§ RECORDS SHOWN
______________________________

//! Structured content records (projects, publications) and their UI labels.

use std::collections::BTreeMap;
use std::fmt::{self, Display, Formatter};

use serde::Deserialize;
use serde::de::DeserializeOwned;
use serde_json::Value;

use crate::error::{ContentError, ContentResult};
use crate::language::{DEFAULT_LANGUAGE, Language};

/// Text that is either shared by every language or given per language tag.
#[derive(Clone, Debug, PartialEq, Eq, Deserialize)]
#[serde(untagged)]
pub enum LocalizedText {
    /// Same text in every language.
    Plain(String),
    /// Variants keyed by language tag (`en`, `zh`).
    PerLanguage(BTreeMap<String, String>),
}

impl Default for LocalizedText {
    fn default() -> Self {
        Self::PerLanguage(BTreeMap::new())
    }
}

impl LocalizedText {
    /// Variant for `language`, then English, then the empty string.
    #[must_use]
    pub fn resolve(&self, language: Language) -> &str {
        match self {
            Self::Plain(text) => text.as_str(),
            Self::PerLanguage(variants) => variant(variants, language)
                .or_else(|| variant(variants, DEFAULT_LANGUAGE))
                .unwrap_or_default(),
        }
    }

    /// Whether no language has any text.
    #[must_use]
    pub fn is_blank(&self) -> bool {
        match self {
            Self::Plain(text) => text.trim().is_empty(),
            Self::PerLanguage(variants) => variants.values().all(|text| text.trim().is_empty()),
        }
    }
}

fn variant(variants: &BTreeMap<String, String>, language: Language) -> Option<&str> {
    variants
        .get(language.code())
        .map(String::as_str)
        .filter(|text| !text.is_empty())
}

/// UI strings shipped with a content file, keyed by language then label key.
#[derive(Clone, Debug, Default, PartialEq, Eq, Deserialize)]
#[serde(transparent)]
pub struct LabelSet(BTreeMap<String, BTreeMap<String, String>>);

impl LabelSet {
    /// Label for `key` in `language`, then English, then the key itself.
    #[must_use]
    pub fn get<'a>(&'a self, language: Language, key: &'a str) -> &'a str {
        self.lookup(language, key)
            .or_else(|| self.lookup(DEFAULT_LANGUAGE, key))
            .unwrap_or(key)
    }

    fn lookup(&self, language: Language, key: &str) -> Option<&str> {
        self.0
            .get(language.code())?
            .get(key)
            .map(String::as_str)
            .filter(|text| !text.is_empty())
    }
}

/// Lifecycle of a project.
#[derive(Clone, Debug, PartialEq, Eq, Deserialize)]
#[serde(from = "String")]
pub enum ProjectStatus {
    /// Still being worked on.
    Ongoing,
    /// Finished.
    Completed,
    /// Any status the renderer has no dedicated styling for.
    Other(String),
}

impl From<String> for ProjectStatus {
    fn from(value: String) -> Self {
        match value.as_str() {
            "ongoing" => Self::Ongoing,
            "completed" => Self::Completed,
            _ => Self::Other(value),
        }
    }
}

impl ProjectStatus {
    /// Label key and badge value.
    #[must_use]
    pub fn key(&self) -> &str {
        match self {
            Self::Ongoing => "ongoing",
            Self::Completed => "completed",
            Self::Other(value) => value.as_str(),
        }
    }
}

/// External links attached to a project.
#[derive(Clone, Debug, Default, PartialEq, Eq, Deserialize)]
pub struct ProjectLinks {
    /// Source repository.
    #[serde(default)]
    pub github: Option<String>,
    /// Live demo.
    #[serde(default)]
    pub demo: Option<String>,
    /// Related paper.
    #[serde(default)]
    pub paper: Option<String>,
}

/// Portfolio project entry.
#[derive(Clone, Debug, PartialEq, Eq, Deserialize)]
#[serde(rename_all = "camelCase")]
pub struct Project {
    /// Stable identifier used for DOM ids.
    pub id: String,
    /// Project name.
    pub title: LocalizedText,
    /// Short summary.
    #[serde(default)]
    pub description: LocalizedText,
    /// Role held on the project.
    #[serde(default)]
    pub role: LocalizedText,
    /// Start month (`YYYY-MM`).
    #[serde(default)]
    pub start_date: Option<String>,
    /// End month (`YYYY-MM`); absent while ongoing.
    #[serde(default)]
    pub end_date: Option<String>,
    /// Lifecycle badge.
    #[serde(default)]
    pub status: Option<ProjectStatus>,
    /// Whether the project gets the featured badge.
    #[serde(default)]
    pub featured: bool,
    /// Technology tags.
    #[serde(default)]
    pub tags: Vec<String>,
    /// External links.
    #[serde(default)]
    pub links: ProjectLinks,
    /// Card image path.
    #[serde(default)]
    pub image: Option<String>,
}

/// Review state of a publication.
#[derive(Clone, Debug, PartialEq, Eq, Deserialize)]
#[serde(from = "String")]
pub enum PublicationStatus {
    /// Appeared in print or online.
    Published,
    /// Accepted, not yet out.
    Accepted,
    /// Under peer review.
    UnderReview,
    /// Any status the renderer has no dedicated styling for.
    Other(String),
}

impl From<String> for PublicationStatus {
    fn from(value: String) -> Self {
        match value.as_str() {
            "published" => Self::Published,
            "accepted" => Self::Accepted,
            "under-review" | "under_review" => Self::UnderReview,
            _ => Self::Other(value),
        }
    }
}

impl PublicationStatus {
    /// Label key and badge value.
    #[must_use]
    pub fn key(&self) -> &str {
        match self {
            Self::Published => "published",
            Self::Accepted => "accepted",
            Self::UnderReview => "under-review",
            Self::Other(value) => value.as_str(),
        }
    }
}

/// External links attached to a publication.
#[derive(Clone, Debug, Default, PartialEq, Eq, Deserialize)]
pub struct PublicationLinks {
    /// DOI URL.
    #[serde(default)]
    pub doi: Option<String>,
    /// PDF download.
    #[serde(default)]
    pub pdf: Option<String>,
    /// Publisher landing page.
    #[serde(default)]
    pub url: Option<String>,
}

/// Publication entry.
#[derive(Clone, Debug, PartialEq, Eq, Deserialize)]
#[serde(rename_all = "camelCase")]
pub struct Publication {
    /// Stable identifier used for the detail toggle.
    pub id: String,
    /// Paper title.
    pub title: LocalizedText,
    /// Author names in citation order.
    #[serde(default)]
    pub authors: Vec<String>,
    /// Journal or conference name.
    #[serde(default)]
    pub venue: LocalizedText,
    /// Publication month (`YYYY-MM`).
    #[serde(default)]
    pub date: Option<String>,
    /// Venue kind (`journal`, `conference`, ...), used for badges.
    #[serde(default, rename = "type")]
    pub kind: Option<String>,
    /// Review state.
    #[serde(default)]
    pub status: Option<PublicationStatus>,
    /// Abstract shown in the detail panel.
    #[serde(default, rename = "abstract")]
    pub summary: LocalizedText,
    /// Keywords shown in the detail panel.
    #[serde(default)]
    pub keywords: Vec<String>,
    /// External links.
    #[serde(default)]
    pub links: PublicationLinks,
}

/// Record dropped while decoding a content file.
#[derive(Clone, Debug, PartialEq, Eq)]
pub struct SkippedRecord {
    /// Position in the record array.
    pub index: usize,
    /// The record's `id`, when it had a string one.
    pub id: Option<String>,
    /// Decoder message.
    pub reason: String,
}

impl Display for SkippedRecord {
    fn fmt(&self, formatter: &mut Formatter<'_>) -> fmt::Result {
        match &self.id {
            Some(id) => write!(formatter, "record #{} (`{id}`): {}", self.index, self.reason),
            None => write!(formatter, "record #{}: {}", self.index, self.reason),
        }
    }
}

/// A content file: record array plus its UI labels.
#[derive(Clone, Debug, PartialEq, Eq)]
pub struct ContentFile<R> {
    /// UI strings keyed by language.
    pub labels: LabelSet,
    /// Records in display order.
    pub items: Vec<R>,
    /// Records that did not match the record shape; they are not rendered.
    pub skipped: Vec<SkippedRecord>,
}

#[derive(Deserialize)]
struct RawContentFile {
    #[serde(default)]
    labels: LabelSet,
    #[serde(alias = "projects", alias = "publications")]
    items: Vec<Value>,
}

impl<R: DeserializeOwned> ContentFile<R> {
    /// Decode a content file from a JSON document.
    ///
    /// Each record decodes on its own; malformed ones land in
    /// [`ContentFile::skipped`] and the rest are kept.
    ///
    /// # Errors
    /// Returns [`ContentError::Records`] when the document has no record array
    /// or its labels are malformed.
    pub fn from_value(value: Value) -> ContentResult<Self> {
        let raw: RawContentFile =
            serde_json::from_value(value).map_err(|source| ContentError::Records { source })?;
        let mut items = Vec::with_capacity(raw.items.len());
        let mut skipped = Vec::new();
        for (index, record) in raw.items.into_iter().enumerate() {
            let id = record.get("id").and_then(Value::as_str).map(str::to_string);
            match serde_json::from_value(record) {
                Ok(item) => items.push(item),
                Err(err) => skipped.push(SkippedRecord {
                    index,
                    id,
                    reason: err.to_string(),
                }),
            }
        }
        Ok(Self {
            labels: raw.labels,
            items,
            skipped,
        })
    }
}

/// Projects file (`projects.json`).
pub type ProjectsFile = ContentFile<Project>;

/// Publications file (`publications.json`).
pub type PublicationsFile = ContentFile<Publication>;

______________________________

§ TASK DESCRIPTION
Read the listing. Report every line that includes the word "UnderReview".

§ RESULT FOR THIS EXERCISE
    UnderReview,
            "under-review" | "under_review" => Self::UnderReview,
            Self::UnderReview => "under-review",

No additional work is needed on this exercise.